▸ TASK BRIEF
Take the listing below and reproduce it in full. Change nothing.

▸ RECORDS TO USE
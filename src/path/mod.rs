//! Property path tokenizer, parser, and resolver.
//!
//! This module provides dotted property path support, addressing nested
//! values by name and optional bracketed index rather than by position.
//!
//! # Supported Syntax
//!
//! - `name` - Named property access
//! - `name[0]` - Bracketed array index (negative counts from the end)
//! - `name[key]` - Bracketed map key
//! - `a.b.c` - Dot-separated nesting
//!
//! # Examples
//!
//! ```
//! // user.emails[0].address - first email's address
//! // scores[math] - map entry under a computed key
//! // [2].name - third element of a top-level array
//! ```

pub mod ast;
pub mod error;
pub mod evaluator;
pub mod tokenizer;

pub use ast::{PropertyPath, Segment};
pub use error::PathError;
pub use evaluator::Evaluator;
pub use tokenizer::PropertyTokenizer;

▸ TASK ANSWER
filename src/path/mod.rs
//! Property path tokenizer, parser, and resolver.
//!
//! This module provides dotted property path support, addressing nested
//! values by name and optional bracketed index rather than by position.
//!
//! # Supported Syntax
//!
//! - `name` - Named property access
//! - `name[0]` - Bracketed array index (negative counts from the end)
//! - `name[key]` - Bracketed map key
//! - `a.b.c` - Dot-separated nesting
//!
//! # Examples
//!
//! ```
//! // user.emails[0].address - first email's address
//! // scores[math] - map entry under a computed key
//! // [2].name - third element of a top-level array
//! ```

pub mod ast;
pub mod error;
pub mod evaluator;
pub mod tokenizer;

pub use ast::{PropertyPath, Segment};
pub use error::PathError;
pub use evaluator::Evaluator;
pub use tokenizer::PropertyTokenizer;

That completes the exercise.